TF 2C_505/2009

2009-2010

Dans le TF 2C_505/2009 du 29 mars 2010, le TF a admis un recours en matière de droit public et a par conséquent ordonné l'octroi d'une autorisation de séjour appropriée en faveur d'une ressortissante de la République démocratique du Congo, mère d'un enfant reconnu par un ressortissant suisse d'origine congolaise. La Haute Cour a jugé que l'autorité cantonale de recours a violé le principe de la proportionnalité et, par conséquent, l'article 8 CEDH. En l'espèce, la mère, qui a quitté son pays à plus de 22 ans, est arrivée en Suisse en janvier 2001 de manière illégale, a commis des infractions mineures à la LTP, a enfreint la LSEE – ce qui lui a valu une condamnation à 15 jours de prison et CHF 500.- d'amende – et a été condamnée en France pour être entrée dans ce pays sous une fausse identité. Pour le TF, même si l'attitude de l'intéressée est répréhensible, elle n'a pas commis d'infractions portant gravement atteinte à l'ordre public et à la sécurité suisses. Pour l'essentiel, le comportement délictueux est en relation étroite avec l'illégalité de son séjour en Suisse et tombe sous le coup de dispositions pénales du droit des étrangers, soit de droit pénal administratif. Les infractions commises n'atteignent pas le degré de gravité qui, selon la jurisprudence (ATF 135 I 153), fait primer l'intérêt public au respect de l'ordre et de la sécurité sur l'intérêt privé de l'enfant à pouvoir vivre dans son pays avec le parent qui s'occupe de lui. Par ailleurs, le fait que l'enfant soit en bas âge (2 ans, ce qui signifie qu'il peut s'adapter facilement dans le pays de sa mère) n'a pas fait pencher la balance en faveur d'un départ de Suisse. Il en va de même pour les liens économiques et affectifs entre l'enfant et son père, liens considérés comme n'étant pas particulièrement forts (non-respect des engagements financiers, droit de visite réglé tardivement, les intéressés ne se rencontrent qu'une douzaine d'heures par semaine). Pour le TF, un éventuel départ de l'enfant pour suivre sa mère au Congo affecterait sensiblement l'exercice du droit de visite du père, ce qui serait regrettable pour le premier.

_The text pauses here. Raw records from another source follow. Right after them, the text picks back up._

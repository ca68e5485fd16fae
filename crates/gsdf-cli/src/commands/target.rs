//! Display target command

use super::format_value;
use crate::TargetArgs;
use anyhow::{Context, Result};
use gsdf_transfer::target::DisplayRange;

pub fn run(args: TargetArgs, verbose: u8) -> Result<()> {
    let display = DisplayRange::new(args.min, args.max).context("Invalid display range")?;
    let target = display
        .target(args.bits)
        .with_context(|| format!("Cannot build {}-bit target", args.bits))?;

    if verbose > 0 {
        let (j_min, j_max) = display.jnd_span();
        println!(
            "Display {}..{} cd/m2, JND {:.3}..{:.3}, {:.4} JND per step",
            args.min,
            args.max,
            j_min,
            j_max,
            target.jnds_per_step()
        );
    }

    let contrast = if args.contrast {
        target.contrast_response()
    } else {
        Vec::new()
    };

    for (i, level) in target.levels.iter().enumerate() {
        let mut line = format!(
            "{:>5}  {:>12.6}  {:>22}",
            level.ddl,
            level.jnd,
            format_value(level.luminance, false)
        );
        if args.contrast {
            // Contrast of the step leading into this level
            match i.checked_sub(1).and_then(|k| contrast.get(k)) {
                Some(c) => line.push_str(&format!("  {:>10.6}", c)),
                None => line.push_str(&format!("  {:>10}", "-")),
            }
        }
        println!("{}", line);
    }
    Ok(())
}
//! # gsdf-core
//!
//! Core numeric types for GSDF luminance processing.
//!
//! This crate provides the foundation the transfer functions are built on:
//!
//! - [`Sample`] - Trait for scalar float types (`f32`, `f64`, `f16`)
//! - [`Array`] - Owned N-dimensional buffer with row-major layout
//! - [`Elementwise`] - Shape-preserving element-wise mapping over scalars and containers
//! - [`BitDepth`] - Integer code depths used by quantization
//! - [`fpenv`] - Scoped floating-point environment (invalid-operation policy)
//!
//! ## Design Philosophy
//!
//! Every transfer function is written once against [`Elementwise`] and works
//! uniformly on a single value or on an array of any rank:
//!
//! ```rust
//! use gsdf_core::{Array, Elementwise};
//!
//! let double = |v: f64| v * 2.0;
//! assert_eq!(0.5f64.map_elements(double), 1.0);
//!
//! let a = Array::from_shape_vec([2, 3], vec![1.0f32; 6]).unwrap();
//! let b = (&a).map_elements(double);
//! assert_eq!(b.shape(), &[2, 3]);
//! ```
//!
//! Out-of-domain values are never an error: NaN and infinities flow through
//! every operation. Only structural problems (ragged rows, reshape to a
//! different element count) surface as [`Error`].
//!
//! ## Crate Structure
//!
//! ```text
//! gsdf-core (this crate)
//!    ^
//!    |
//!    +-- gsdf-transfer (DICOM GSDF oetf/eotf, tables, display targets)
//!    +-- gsdf-cli (command line front end)
//! ```
//!
//! ## Feature Flags
//!
//! - `parallel` - Map large buffers with rayon (enabled by default)

#![warn(missing_docs)]
#![warn(rustdoc::missing_crate_level_docs)]

pub mod array;
pub mod elementwise;
pub mod error;
pub mod format;
pub mod fpenv;
pub mod sample;

// Re-exports for convenience
pub use array::Array;
pub use elementwise::Elementwise;
pub use error::*;
pub use format::BitDepth;
pub use fpenv::InvalidOp;
pub use sample::Sample;

/// Prelude module for convenient imports.
///
/// # Usage
///
/// ```
/// use gsdf_core::prelude::*;
/// ```
pub mod prelude {
    pub use crate::array::Array;
    pub use crate::elementwise::Elementwise;
    pub use crate::error::{Error, Result};
    pub use crate::format::BitDepth;
    pub use crate::fpenv::{ignore_invalid, InvalidOp};
    pub use crate::sample::Sample;
}
//! Scoped floating-point environment.
//!
//! Rust floats never trap: `log10(-1.0)` is NaN and `log10(0.0)` is
//! `-inf`, and computation carries on. What remains configurable is whether
//! such invalid operations are *reported*. The policy is per thread and is
//! changed through an RAII guard that restores the previous policy when it
//! goes out of scope, including during unwinding.
//!
//! # Policies
//!
//! - [`InvalidOp::Warn`] (default) - one `tracing::warn!` per call that
//!   turned finite inputs into non-finite outputs
//! - [`InvalidOp::Ignore`] - silent
//!
//! # Usage
//!
//! ```rust
//! use gsdf_core::fpenv::{self, InvalidOp};
//!
//! assert_eq!(fpenv::invalid_op(), InvalidOp::Warn);
//! {
//!     let _guard = fpenv::ignore_invalid();
//!     assert_eq!(fpenv::invalid_op(), InvalidOp::Ignore);
//! }
//! assert_eq!(fpenv::invalid_op(), InvalidOp::Warn);
//! ```

use crate::Elementwise;
use std::cell::Cell;
use std::marker::PhantomData;
use std::sync::atomic::{AtomicUsize, Ordering};
use tracing::warn;

/// What to do when an operation produces a non-finite result from a
/// finite input.
#[derive(Debug, Clone, Copy, PartialEq, Eq, Hash, Default)]
pub enum InvalidOp {
    /// Emit a warning with the operation name and element count.
    #[default]
    Warn,
    /// Say nothing.
    Ignore,
}

thread_local! {
    static INVALID_OP: Cell<InvalidOp> = const { Cell::new(InvalidOp::Warn) };
}

/// Current invalid-operation policy of this thread.
#[inline]
pub fn invalid_op() -> InvalidOp {
    INVALID_OP.with(Cell::get)
}

/// Restores the previous invalid-operation policy on drop.
///
/// The guard is tied to the thread that created it and cannot be sent
/// elsewhere.
#[must_use = "the policy is restored as soon as the guard is dropped"]
#[derive(Debug)]
pub struct FpEnvGuard {
    prev: InvalidOp,
    _not_send: PhantomData<*const ()>,
}

impl Drop for FpEnvGuard {
    fn drop(&mut self) {
        INVALID_OP.with(|cell| cell.set(self.prev));
    }
}

/// Sets the invalid-operation policy until the returned guard is dropped.
pub fn set_invalid_op(policy: InvalidOp) -> FpEnvGuard {
    let prev = INVALID_OP.with(|cell| cell.replace(policy));
    FpEnvGuard {
        prev,
        _not_send: PhantomData,
    }
}

/// Silences invalid-operation reports until the guard is dropped.
pub fn ignore_invalid() -> FpEnvGuard {
    set_invalid_op(InvalidOp::Ignore)
}

/// Runs `f` with the given policy, restoring the previous one afterwards.
///
/// # Example
///
/// ```rust
/// use gsdf_core::fpenv::{self, InvalidOp};
///
/// let seen = fpenv::with_invalid_op(InvalidOp::Ignore, fpenv::invalid_op);
/// assert_eq!(seen, InvalidOp::Ignore);
/// ```
pub fn with_invalid_op<R>(policy: InvalidOp, f: impl FnOnce() -> R) -> R {
    let _guard = set_invalid_op(policy);
    f()
}

/// Maps `input` through `f`, reporting invalid operations per the current
/// policy of the calling thread.
///
/// An element counts as invalid when its input was finite and its output
/// is not. Non-finite inputs propagate without being reported.
pub fn map_checked<E, F>(input: E, op: &'static str, f: F) -> E::Output
where
    E: Elementwise,
    F: Fn(f64) -> f64 + Send + Sync,
{
    match invalid_op() {
        InvalidOp::Ignore => input.map_elements(f),
        InvalidOp::Warn => {
            let invalid = AtomicUsize::new(0);
            let out = input.map_elements(|v| {
                let r = f(v);
                if v.is_finite() && !r.is_finite() {
                    invalid.fetch_add(1, Ordering::Relaxed);
                }
                r
            });
            let count = invalid.into_inner();
            if count > 0 {
                warn!(op, count, "invalid value encountered");
            }
            out
        }
    }
}
//! # gsdf-transfer
//!
//! DICOM Grayscale Standard Display Function (GSDF) transfer functions.
//!
//! The GSDF is the luminance response medical displays are calibrated to.
//! It maps luminance onto just-noticeable differences (JNDs) of contrast so
//! that equal code steps are perceived as equal brightness steps.
//!
//! # Terminology
//!
//! - **OETF**: Luminance (cd/m2) -> normalized JND code value
//! - **EOTF**: Normalized JND code value -> luminance (cd/m2)
//! - **JND index**: Position on the GSDF scale, 1 to 1023
//! - **Integer code**: JND index rounded to the 10-bit range [0, 1023]
//!
//! # Modules
//!
//! | Module | Contents |
//! |--------|----------|
//! | [`dicom_gsdf`] | `oetf`/`eotf` and their integer variants |
//! | [`quantize`] | Normalized <-> integer code mapping |
//! | [`table`] | Luminance of every JND index, 1D lookup |
//! | [`target`] | Per-DDL target luminance for a display |
//!
//! # Usage
//!
//! ```rust
//! use gsdf_transfer::{gsdf_eotf, gsdf_oetf};
//!
//! // Encode luminance to a normalized code value
//! let code = gsdf_oetf(130.0662_f64);
//!
//! // Decode back to cd/m2
//! let nits = gsdf_eotf(code);
//! assert!((nits - 130.0662).abs() < 0.01);
//!
//! // Works on whole buffers too
//! let codes = gsdf_oetf(vec![0.05f32, 1.0, 100.0, 4000.0]);
//! assert_eq!(codes.len(), 4);
//!
//! // Plain scalar helpers accept untyped literals
//! let code = gsdf_transfer::gsdf_oetf_f64(130.0662);
//! assert!((gsdf_transfer::gsdf_eotf_f64(code) - 130.0662).abs() < 0.01);
//! ```
//!
//! # Dependencies
//!
//! - [`gsdf-core`] - Samples, arrays, floating-point environment
//!
//! # Used By
//!
//! - `gsdf-cli` - Command line front end

#![warn(missing_docs)]
#![warn(rustdoc::missing_crate_level_docs)]

pub mod dicom_gsdf;
pub mod error;
pub mod quantize;
pub mod table;
pub mod target;

pub use error::{TransferError, TransferResult};

// Re-export common functions
pub use dicom_gsdf::{
    decode as gsdf_decode, encode as gsdf_encode, eotf as gsdf_eotf, eotf_f64 as gsdf_eotf_f64,
    eotf_int as gsdf_eotf_int, oetf as gsdf_oetf, oetf_f64 as gsdf_oetf_f64,
    oetf_int as gsdf_oetf_int,
};
pub use quantize::{Quantizer, JND_10BIT};
pub use table::GsdfTable;
pub use target::{DisplayRange, TargetLevel, TargetResponse};
//! Transfer error types.
//!
//! The transfer functions themselves never fail. Errors only come from
//! helpers that take a configuration, such as display targets.

use thiserror::Error;

/// Result type for transfer operations.
pub type TransferResult<T> = Result<T, TransferError>;

/// Errors that can occur while building tables or display targets.
#[derive(Debug, Error)]
pub enum TransferError {
    /// Display luminance range is empty, non-positive or non-finite.
    #[error("invalid luminance range: [{min}, {max}] cd/m2")]
    InvalidRange {
        /// Minimum luminance
        min: f64,
        /// Maximum luminance
        max: f64,
    },

    /// Driving level bit depth outside the supported range.
    #[error("invalid bit depth: {0} (expected 1..=16)")]
    InvalidBitDepth(u32),
}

ž Dans cet arrêt, le TF a consacré une nouvelle jurisprudence en matière de regroupement familial. Compte tenu de l'importance centrale de cet arrêt, l'entier des considérants pertinents sont reproduits :

ž En résumé, il apparaît que, lors de l'élaboration des dispositions concernant le regroupement familial figurant aux art. 42 ss LEtr, les art. 42 al. 1 et 43 LEtr ont été rédigés de telle sorte qu'il ne soit plus nécessaire que les enfants vivent avec leurs deux parents, comme le prévoyait l'art. 17 al. 2 3e phrase LSEE. Même si la question du regroupement familial partiel n'a pas été évoquée expressément lors des débats parlementaires, cette situation est également envisagée par les art. 42 al. 1 et 43 LEtr. La preuve en est que les cas d'application de l'art. 42 al. 1 LEtr sont typiquement et essentiellement des situations de regroupement familial partiel, où une personne naturalisée suisse à la suite de son mariage demande une autorisation de séjour afin que ses enfants de nationalité étrangère puissent la rejoindre en Suisse. Un seul des parents peut donc se prévaloir des art. 42 al. 1 ou 43 LEtr pour obtenir l'octroi d'un titre de séjour pour son ou ses enfants de moins de 18 ans. Selon le système tel qu'il ressort du texte des dispositions applicables, si les délais prévus à l'art. 47 LEtr ou le délai transitoire de l'art. 126 al. 3 LEtr sont respectés, le titre de séjour est en principe accordé, à moins que le droit ne soit invoqué abusivement ou qu'il existe des motifs de révocation (cf. art. 51 LEtr). Le nouveau droit ne permet donc plus de justifier l'application des conditions restrictives posées par la jurisprudence en cas de regroupement familial partiel, qui se fondaient sur le fait que l'art. 17 LSEE exigeait que l'enfant vive auprès de « ses parents ». Par contre, ces conditions peuvent jouer un rôle en relation avec les « raisons familiales majeures » au sens de l'art. 47 al. 4 LEtr, qui régit le regroupement familial différé, qui est requis après l'échéance des délais de l'art. 47 al. 1 LEtr.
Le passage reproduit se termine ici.